Tin/lead solders, also called soft solders, are commercially available with tin concentrations between 5% and 70% by weight. The greater the tin concentration, the greater the solder’s tensile and shear strengths. Alloys commonly used for electrical soldering are 60/40 Tin/lead (Sn/Pb) which melts at 370 °F or 188 °C and 63/37 Sn/Pb used principally in electrical/electronic work. The 63/37 is a eutectic alloy, which:

  1. has the lowest melting point (183 °C or 361.4 °F) of all the tin/lead alloys; and
  2. the melting point is truly a point — not a range.

In plumbing, a higher proportion of lead was used, commonly 50/50. This had the advantage of making the alloy solidify more slowly, so that it could be wiped over the joint to ensure watertightness, the pipes being physically fitted together before soldering. Although lead water pipes were displaced by copper when the significance of lead poisoning began to be fully appreciated, lead solder was still used until the 1980s because it was thought that the amount of lead that could leach into water from the solder was negligible from a properly soldered joint. The electrochemical couple of copper and lead promotes corrosion of the lead and tin, however tin is protected by insoluble oxide. Since even small amounts of lead have been found detrimental to health, lead in plumbing solder was replaced by silver (food grade applications) or antimony, with copper often added, and the proportion of tin was increased (see Lead-free solder.)

The addition of tin—more expensive than lead—improves wetting properties of the alloy; lead itself has poor wetting characteristics. High-tin tin-lead alloys have limited use as the workability range can be provided by a cheaper high-lead alloy.

In electronics, components on printed circuit boards (PCBs) are connected to the printed circuit, and hence to other components, by soldered joints. For miniaturized PCB joints with surface mount components, solder paste has largely replaced solid solder.

Lead-tin solders readily dissolve gold plating and form brittle intermetallics.

Sn60Pb40 solder oxidizes on the surface, forming a complex 4-layer structure: tin(IV) oxide on the surface, below it a layer of tin(II) oxide with finely dispersed lead, followed by a layer of tin(II) oxide with finely dispersed tin and lead, and the solder alloy itself underneath.

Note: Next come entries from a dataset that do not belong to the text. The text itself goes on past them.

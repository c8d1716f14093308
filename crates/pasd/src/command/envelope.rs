// SPDX-License-Identifier: Apache-2.0 OR MIT
// Copyright (c) 2025-2026 naskel.com

//! The 246-byte command buffer and its register image.
//!
//! A [`CommandFrame`] is built locally, computes its own CRC32, and is
//! transmitted as one multi-register write of the CRC plus however much of
//! the buffer the command actually uses, followed by the single-register
//! command write. The command register is always written last: the
//! firmware latches the whole buffer when it lands.

use flate2::Crc;

use crate::transport::Connection;

use super::{CommandError, CommandResult};

/// CRC32 low half.
pub const REG_CRC_LOW: u16 = 10001;
/// CRC32 high half.
pub const REG_CRC_HIGH: u16 = 10002;
/// Target address, low word.
pub const REG_ADDRESS_LOW: u16 = 10003;
/// Target address high byte, word count in the upper byte.
pub const REG_ADDRESS_HIGH_COUNT: u16 = 10004;
/// First of the 120 segment data words.
pub const REG_SEGMENT_DATA: u16 = 10005;
/// The command register; always the last register written.
pub const REG_COMMAND: u16 = 10125;
/// The result register; read after every command.
pub const REG_RESULT: u16 = 10126;
/// Scalar query replies (sample count, size, state) land here.
pub const REG_SAMPLE_INFO: u16 = 10127;

/// Size of the CRC-covered buffer in bytes.
pub const BUFFER_LEN: usize = 246;
/// Byte offset of the segment data within the buffer.
pub const SEGMENT_OFFSET: usize = 4;
/// Byte offset of the command within the buffer.
pub const COMMAND_OFFSET: usize = 244;

/// Commands served through the envelope.
#[derive(Debug, Clone, Copy, PartialEq, Eq)]
#[repr(u16)]
pub enum Command {
    /// Erase flash and prepare for an update.
    Erase = 1,
    /// Write the segment described by the address and data words.
    WriteSegment = 2,
    /// Verify: total chunk count in the first two data words.
    Verify = 3,
    /// Commit the staged firmware image.
    Update = 4,
    /// Reset the microcontroller.
    Reset = 5,
    /// Read back ROM at the given address.
    PeekRom = 6,
    /// Begin filling the rapid-sample buffer.
    StartSample = 7,
    /// Stop sampling immediately.
    StopSample = 8,
    /// Query sampling state (0 stopped, 1 sampling).
    SampleState = 9,
    /// Query the sample buffer size in words.
    SampleSize = 10,
    /// Read a block of the sample buffer.
    SampleRead = 11,
    /// Query the number of sample sets recorded so far.
    SampleCount = 12,
}

impl Command {
    /// The value written to the command register.
    #[must_use]
    pub fn as_u16(self) -> u16 {
        self as u16
    }
}

/// Result codes from the result register.
#[derive(Debug, Clone, Copy, PartialEq, Eq)]
pub enum ResultCode {
    /// Command completed.
    Ok,
    /// Command failed.
    Error,
    /// Buffer CRC32 did not match on the device.
    CrcError,
    /// The device does not know the command.
    UnknownCommand,
    /// A value outside the documented set.
    Other(u8),
}

impl ResultCode {
    /// Decode the low byte of the result register.
    #[must_use]
    pub fn from_raw(raw: u8) -> Self {
        match raw {
            0 => ResultCode::Ok,
            1 => ResultCode::Error,
            2 => ResultCode::CrcError,
            3 => ResultCode::UnknownCommand,
            other => ResultCode::Other(other),
        }
    }
}

impl std::fmt::Display for ResultCode {
    fn fmt(&self, f: &mut std::fmt::Formatter<'_>) -> std::fmt::Result {
        match self {
            ResultCode::Ok => write!(f, "OK"),
            ResultCode::Error => write!(f, "ERROR"),
            ResultCode::CrcError => write!(f, "CRC_ERROR"),
            ResultCode::UnknownCommand => write!(f, "UNKNOWN_COMMAND"),
            ResultCode::Other(code) => write!(f, "result code {code}"),
        }
    }
}

/// One command buffer, as it will appear in registers 10003..10125.
///
/// Bytes are little-endian within each register. The command byte lives at
/// offset 244 and is covered by the CRC even though it is transmitted
/// through its own register write.
pub struct CommandFrame {
    buf: [u8; BUFFER_LEN],
    command: Command,
}

impl CommandFrame {
    /// A zeroed buffer for `command`.
    #[must_use]
    pub fn new(command: Command) -> Self {
        let mut buf = [0u8; BUFFER_LEN];
        buf[COMMAND_OFFSET] = command.as_u16() as u8;
        CommandFrame { buf, command }
    }

    /// The command this frame carries.
    #[must_use]
    pub fn command(&self) -> Command {
        self.command
    }

    /// Set the two address words (bytes 0..4, little-endian per word).
    pub fn set_address_words(&mut self, address_low: u16, address_high_count: u16) {
        self.buf[0] = (address_low & 0xFF) as u8;
        self.buf[1] = (address_low >> 8) as u8;
        self.buf[2] = (address_high_count & 0xFF) as u8;
        self.buf[3] = (address_high_count >> 8) as u8;
    }

    /// The 240 segment data bytes (buffer offsets 4..244).
    pub fn segment_mut(&mut self) -> &mut [u8] {
        &mut self.buf[SEGMENT_OFFSET..COMMAND_OFFSET]
    }

    /// CRC32 (IEEE 802.3, reflected) over the whole 246-byte buffer.
    #[must_use]
    pub fn crc32(&self) -> u32 {
        let mut crc = Crc::new();
        crc.update(&self.buf);
        crc.sum()
    }

    /// The register values for the bulk write at [`REG_CRC_LOW`]: the two
    /// CRC words followed by the first `payload_words` buffer words.
    #[must_use]
    pub fn registers(&self, payload_words: usize) -> Vec<u16> {
        let crc = self.crc32();
        let mut regs = Vec::with_capacity(2 + payload_words);
        regs.push((crc & 0xFFFF) as u16);
        regs.push((crc >> 16) as u16);
        for i in 0..payload_words {
            let lo = u16::from(self.buf[i * 2]);
            let hi = u16::from(self.buf[i * 2 + 1]);
            regs.push(lo | (hi << 8));
        }
        regs
    }

    /// Transmit the bulk payload then the command register.
    pub fn send(&self, conn: &Connection, modbus_address: u8, payload_words: usize) -> CommandResult<()> {
        conn.write_multiple_registers(modbus_address, REG_CRC_LOW, &self.registers(payload_words))?;
        conn.write_register(modbus_address, REG_COMMAND, self.command.as_u16())?;
        Ok(())
    }
}

/// Read the result register; the code travels in its low byte.
pub fn read_result(conn: &Connection, modbus_address: u8) -> CommandResult<ResultCode> {
    let regs = conn.read_registers(modbus_address, REG_RESULT, 1)?;
    Ok(ResultCode::from_raw((regs[0] & 0xFF) as u8))
}

/// Send a frame and require an OK result, naming `step` on failure.
pub fn execute(
    conn: &Connection,
    modbus_address: u8,
    frame: &CommandFrame,
    payload_words: usize,
    step: &'static str,
) -> CommandResult<()> {
    log::debug!("issuing {step} command to station {modbus_address}");
    frame.send(conn, modbus_address, payload_words)?;
    match read_result(conn, modbus_address)? {
        ResultCode::Ok => Ok(()),
        code => Err(CommandError::Failed { step, code }),
    }
}

/// Reset the microcontroller. Fire-and-forget: the device reboots rather
/// than reporting a result.
pub fn reset_microcontroller(conn: &Connection, modbus_address: u8) -> CommandResult<()> {
    log::debug!("issuing reset command to station {modbus_address}");
    let frame = CommandFrame::new(Command::Reset);
    frame.send(conn, modbus_address, 0)
}

#[cfg(test)]
mod tests {
    use super::*;

    /// zlib CRC32 of 246 zero bytes except a trailing command byte; checked
    /// against the reference implementation the firmware uses.
    #[test]
    fn crc_over_zeroed_buffer_with_command() {
        let frame = CommandFrame::new(Command::Erase);
        let mut reference = Crc::new();
        let mut buf = [0u8; BUFFER_LEN];
        buf[COMMAND_OFFSET] = 1;
        reference.update(&buf);
        assert_eq!(frame.crc32(), reference.sum());
    }

    #[test]
    fn every_byte_toggles_the_crc() {
        let base = CommandFrame::new(Command::StartSample).crc32();
        for offset in 0..BUFFER_LEN {
            let mut frame = CommandFrame::new(Command::StartSample);
            frame.buf[offset] ^= 0xA5;
            assert_ne!(frame.crc32(), base, "byte {offset} did not affect the CRC");
        }
    }

    #[test]
    fn command_byte_is_covered_by_crc() {
        assert_ne!(CommandFrame::new(Command::Erase).crc32(), CommandFrame::new(Command::Update).crc32());
    }

    #[test]
    fn registers_are_little_endian_words() {
        let mut frame = CommandFrame::new(Command::WriteSegment);
        frame.set_address_words(0x1234, 0x5678);
        frame.segment_mut()[0] = 0xAB;
        frame.segment_mut()[1] = 0xCD;
        let regs = frame.registers(3);
        let crc = frame.crc32();
        assert_eq!(regs[0], (crc & 0xFFFF) as u16);
        assert_eq!(regs[1], (crc >> 16) as u16);
        assert_eq!(regs[2], 0x1234);
        assert_eq!(regs[3], 0x5678);
        assert_eq!(regs[4], 0xCDAB);
    }

    #[test]
    fn result_codes() {
        assert_eq!(ResultCode::from_raw(0), ResultCode::Ok);
        assert_eq!(ResultCode::from_raw(2), ResultCode::CrcError);
        assert_eq!(ResultCode::from_raw(9), ResultCode::Other(9));
    }
}
// SPDX-License-Identifier: Apache-2.0 OR MIT
// Copyright (c) 2025-2026 naskel.com

//! The FNCC: communications microcontroller inside the FNDH.
//!
//! The FNCC sits (virtually) on the same shared serial bus as the
//! SMARTboxes and watches it for trouble: framing errors, and the hardware
//! timer that trips when any box holds the shared receive line low too
//! long. It is read-only from the orchestrator's point of view and is
//! consulted when SMARTbox polls start failing.

use std::fmt;
use std::sync::Arc;

use crate::command::envelope;
use crate::transport::Connection;

use super::registers::{self, Field, RegisterMap};
use super::status::FnccStatus;
use super::{decode_sys_field, unix_now, word_at, DeviceError, DeviceResult, SysBlock};

/// The FNCC on the station bus.
pub struct Fncc {
    conn: Arc<Connection>,
    /// Modbus station address (32 by convention).
    pub modbus_address: u8,
    map: Option<&'static RegisterMap>,
    /// Common system block from the last poll.
    pub sys: SysBlock,
    /// Bus health status from the last poll.
    pub status: FnccStatus,
    /// Value dialled on the FNDH 4-digit field-node switch.
    pub field_node_number: u16,
}

impl Fncc {
    /// Set up an unpolled FNCC. No bus traffic happens here.
    #[must_use]
    pub fn new(conn: Arc<Connection>, modbus_address: u8) -> Self {
        Fncc {
            conn,
            modbus_address,
            map: None,
            sys: SysBlock::default(),
            status: FnccStatus::Unknown,
            field_node_number: 0,
        }
    }

    /// Read the whole POLL block in one transaction and decode every field.
    pub fn poll_data(&mut self) -> DeviceResult<()> {
        let poll = self.map.map_or(registers::FNCC_POLL_1, |m| m.poll);
        let block = registers::poll_block_size(poll);
        let values = self.conn.read_registers(self.modbus_address, 1, block)?;
        let read_timestamp = unix_now();

        let mbrv = values[0];
        if let Some(pinned) = self.map {
            if pinned.revision != mbrv {
                return Err(DeviceError::MapUnknown(mbrv));
            }
        }
        let map = registers::fncc_map(mbrv).ok_or(DeviceError::MapUnknown(mbrv))?;
        self.map = Some(map);

        for def in map.poll {
            if decode_sys_field(&mut self.sys, def, &values) {
                continue;
            }
            let raw = word_at(&values, def);
            match def.field {
                Field::FnccStatus => self.status = FnccStatus::from_raw(raw),
                Field::FieldNodeNumber => self.field_node_number = raw,
                _ => {}
            }
        }
        self.sys.readtime = Some(read_timestamp);
        Ok(())
    }

    /// Reset the microcontroller through the command envelope.
    pub fn reset(&self) -> Result<(), crate::command::CommandError> {
        envelope::reset_microcontroller(&self.conn, self.modbus_address)
    }
}

impl fmt::Display for Fncc {
    fn fmt(&self, f: &mut fmt::Formatter<'_>) -> fmt::Result {
        let age = self.sys.readtime.map_or(f64::NAN, |t| unix_now() - t);
        writeln!(f, "FNCC at address: {} as of {age:.0}s ago:", self.modbus_address)?;
        writeln!(f, "    Status: {}", self.status)?;
        writeln!(f, "    Field Node Number: {}", self.field_node_number)?;
        writeln!(f, "    CHIP ID: {}", self.sys.chipid_hex())?;
        write!(f, "    Uptime: {} seconds", self.sys.uptime)
    }
}
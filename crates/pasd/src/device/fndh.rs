// SPDX-License-Identifier: Apache-2.0 OR MIT
// Copyright (c) 2025-2026 naskel.com

//! The FNDH: 48 V power and communications concentrator for one station.
//!
//! The FNDH carries two 48 V rails feeding 28 PDoC ports, one SMARTbox per
//! port. Its configuration runs in two phases: `configure_all_off()` puts
//! it online with every port held off (so PDoC discovery can power ports
//! one at a time), and `configure_final()` applies the persisted desired
//! state once discovery has bound ports to SMARTbox addresses.

use std::fmt;
use std::sync::Arc;

use crate::command::envelope;
use crate::transport::Connection;

use super::port::{PortStatus, Tristate, WriteIntent};
use super::registers::{self, Field, RegisterMap};
use super::scale::Scale;
use super::status::StatusCode;
use super::{decode_sys_field, unix_now, word_at, DeviceError, DeviceResult, Lights, SysBlock, Thresholds};

/// Desired port power configuration: `(enabled_online, enabled_offline)`
/// per PDoC port.
pub type PdocConfig = [(bool, bool); 28];

/// The FNDH controller on the station bus.
pub struct Fndh {
    conn: Arc<Connection>,
    /// Modbus station address (31 by convention).
    pub modbus_address: u8,
    map: Option<&'static RegisterMap>,
    /// Common system block from the last poll.
    pub sys: SysBlock,
    /// First 48 V rail voltage (Volts).
    pub psu48v1_voltage: f64,
    /// Second 48 V rail voltage (Volts).
    pub psu48v2_voltage: f64,
    /// Total 48 V bus current (Amps).
    pub psu48v_current: f64,
    /// First 48 V rail temperature (deg C).
    pub psu48v1_temp: f64,
    /// Second 48 V rail temperature (deg C).
    pub psu48v2_temp: f64,
    /// Panel temperature (deg C).
    pub panel_temp: f64,
    /// FNCB board temperature (deg C).
    pub fncb_temp: f64,
    /// FNCB relative humidity (percent).
    pub fncb_humidity: f64,
    /// System status from the last poll.
    pub status: StatusCode,
    /// Service LED and indicator state from the last poll.
    pub lights: Lights,
    /// The 28 PDoC ports, index 0 = port 1.
    pub ports: [PortStatus; 28],
    /// SMARTbox address bound to each PDoC port by startup discovery.
    pub smartbox_on_port: [Option<u8>; 28],
    /// Analog thresholds written at configuration time.
    pub thresholds: Thresholds,
    /// Desired port states applied by `configure_final()`.
    pub portconfig: PdocConfig,
}

impl Fndh {
    /// Set up an unpolled FNDH. No bus traffic happens here.
    #[must_use]
    pub fn new(conn: Arc<Connection>, modbus_address: u8) -> Self {
        Fndh {
            conn,
            modbus_address,
            map: None,
            sys: SysBlock::default(),
            psu48v1_voltage: 0.0,
            psu48v2_voltage: 0.0,
            psu48v_current: 0.0,
            psu48v1_temp: 0.0,
            psu48v2_temp: 0.0,
            panel_temp: 0.0,
            fncb_temp: 0.0,
            fncb_humidity: 0.0,
            status: StatusCode::Unknown,
            lights: Lights::default(),
            ports: std::array::from_fn(|i| PortStatus::new(i as u8 + 1, modbus_address)),
            smartbox_on_port: [None; 28],
            thresholds: Thresholds::fndh_defaults(),
            portconfig: [(false, false); 28],
        }
    }

    /// Port status by 1-based PDoC number.
    #[must_use]
    pub fn port(&self, pdoc_number: u8) -> &PortStatus {
        &self.ports[(pdoc_number - 1) as usize]
    }

    /// Mutable port status by 1-based PDoC number.
    pub fn port_mut(&mut self, pdoc_number: u8) -> &mut PortStatus {
        &mut self.ports[(pdoc_number - 1) as usize]
    }

    /// Read the whole POLL block in one transaction and decode every field.
    pub fn poll_data(&mut self) -> DeviceResult<()> {
        let poll = self.map.map_or(registers::FNDH_POLL_1, |m| m.poll);
        let block = registers::poll_block_size(poll);
        let values = self.conn.read_registers(self.modbus_address, 1, block)?;
        let read_timestamp = unix_now();

        let mbrv = values[0];
        if let Some(pinned) = self.map {
            if pinned.revision != mbrv {
                log::error!(
                    "FNDH: map revision changed from {} to {mbrv}",
                    pinned.revision
                );
                return Err(DeviceError::MapUnknown(mbrv));
            }
        }
        let map = registers::fndh_map(mbrv).ok_or(DeviceError::MapUnknown(mbrv))?;
        self.map = Some(map);

        for def in map.poll {
            if decode_sys_field(&mut self.sys, def, &values) {
                continue;
            }
            let raw = word_at(&values, def);
            match def.field {
                Field::Psu48V1Voltage => self.psu48v1_voltage = Scale::Volts.apply(raw),
                Field::Psu48V2Voltage => self.psu48v2_voltage = Scale::Volts.apply(raw),
                Field::Psu48Current => self.psu48v_current = Scale::Amps.apply(raw),
                Field::Psu48V1Temp => self.psu48v1_temp = Scale::Temperature.apply(raw),
                Field::Psu48V2Temp => self.psu48v2_temp = Scale::Temperature.apply(raw),
                Field::PanelTemp => self.panel_temp = Scale::Temperature.apply(raw),
                Field::FncbTemp => self.fncb_temp = Scale::Temperature.apply(raw),
                Field::Humidity => self.fncb_humidity = Scale::None.apply(raw),
                Field::Status => self.status = StatusCode::from_raw(raw),
                Field::Lights => self.lights = Lights::from_raw(raw),
                Field::PortState(n) => self.port_mut(n).set_status(raw, read_timestamp),
                _ => {}
            }
        }
        self.sys.readtime = Some(read_timestamp);
        Ok(())
    }

    /// Write the full threshold block from `self.thresholds`.
    pub fn write_thresholds(&mut self) -> DeviceResult<()> {
        let map = self.map.ok_or_else(no_map)?;
        let (start, block) = self.thresholds.to_block(map.conf)?;
        self.conn.write_multiple_registers(self.modbus_address, start, &block)?;
        log::info!("FNDH: wrote thresholds");
        Ok(())
    }

    /// Write all 28 port state words under the given per-port intents.
    pub fn write_port_states(&mut self, intents: &[WriteIntent; 28]) -> DeviceResult<()> {
        let map = self.map.ok_or_else(no_map)?;
        let first = registers::find_poll_field(map, Field::PortState(1))
            .ok_or_else(|| DeviceError::Config("map has no port state registers".into()))?;
        let words: Vec<u16> = self
            .ports
            .iter()
            .zip(intents.iter())
            .map(|(port, &intent)| port.to_write_word(intent))
            .collect();
        self.conn.write_multiple_registers(self.modbus_address, first.number, &words)?;
        log::info!("FNDH: wrote port configuration");
        Ok(())
    }

    /// Write the desired-state fields of every port.
    pub fn write_portconfig(&mut self) -> DeviceResult<()> {
        self.write_port_states(&[WriteIntent::state_only(); 28])
    }

    /// Phase-one configuration: thresholds, then every PDoC port desired
    /// off, then `SYS_STATUS <- 1`. Run before PDoC discovery so no box
    /// draws power unexpectedly.
    pub fn configure_all_off(&mut self) -> DeviceResult<()> {
        if self.map.is_none() {
            self.poll_data()?;
        }
        self.write_thresholds()?;
        for port in &mut self.ports {
            port.desire_enabled_online = Tristate::False;
            port.desire_enabled_offline = Tristate::False;
        }
        self.write_portconfig()?;
        self.leave_uninitialised()
    }

    /// Phase-two configuration: apply the persisted desired state after
    /// discovery has finished binding ports.
    pub fn configure_final(&mut self, portconfig: Option<PdocConfig>) -> DeviceResult<()> {
        if let Some(p) = portconfig {
            self.portconfig = p;
        }
        for (port, &(online, offline)) in self.ports.iter_mut().zip(self.portconfig.iter()) {
            port.desire_enabled_online = Tristate::from_bool(online);
            port.desire_enabled_offline = Tristate::from_bool(offline);
        }
        self.write_portconfig()?;
        self.leave_uninitialised()
    }

    /// Write `SYS_STATUS <- 1` to transition out of UNINITIALISED.
    fn leave_uninitialised(&mut self) -> DeviceResult<()> {
        let map = self.map.ok_or_else(no_map)?;
        let status_reg = registers::find_poll_field(map, Field::Status)
            .ok_or_else(|| DeviceError::Config("map has no SYS_STATUS register".into()))?;
        self.conn.write_register(self.modbus_address, status_reg.number, 1)?;
        Ok(())
    }

    /// Reset the microcontroller through the command envelope.
    pub fn reset(&self) -> Result<(), crate::command::CommandError> {
        envelope::reset_microcontroller(&self.conn, self.modbus_address)
    }
}

fn no_map() -> DeviceError {
    DeviceError::Config("no register map, poll the device first".into())
}

impl fmt::Display for Fndh {
    fn fmt(&self, f: &mut fmt::Formatter<'_>) -> fmt::Result {
        let age = self.sys.readtime.map_or(f64::NAN, |t| unix_now() - t);
        writeln!(f, "FNDH at address: {} as of {age:.0}s ago:", self.modbus_address)?;
        writeln!(f, "    ModBUS register revision: {}", self.sys.mbrv)?;
        writeln!(f, "    CHIP ID: {}", self.sys.chipid_hex())?;
        writeln!(f, "    Uptime: {} seconds", self.sys.uptime)?;
        writeln!(f, "    48V rail 1: {:4.2} V", self.psu48v1_voltage)?;
        writeln!(f, "    48V rail 2: {:4.2} V", self.psu48v2_voltage)?;
        writeln!(f, "    48V bus current: {:4.2} A", self.psu48v_current)?;
        writeln!(f, "    Panel Temp: {:4.2} deg C", self.panel_temp)?;
        writeln!(f, "    FNCB Temp: {:4.2} deg C", self.fncb_temp)?;
        writeln!(f, "    FNCB Humidity: {:3.0} %", self.fncb_humidity)?;
        write!(f, "    Status: {} ({})", self.status.as_i8(), self.status)
    }
}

Lead, and to some degree tin, as used in solder contains small but significant amounts of radioisotope impurities. Radioisotopes undergoing alpha decay are a concern due to their tendency to cause soft errors. Polonium-210 is especially problematic; lead-210 beta decays to bismuth-210 which then beta decays to polonium-210, an intense emitter of alpha particles. Uranium-238 and thorium-232 are other significant contaminants of alloys of lead.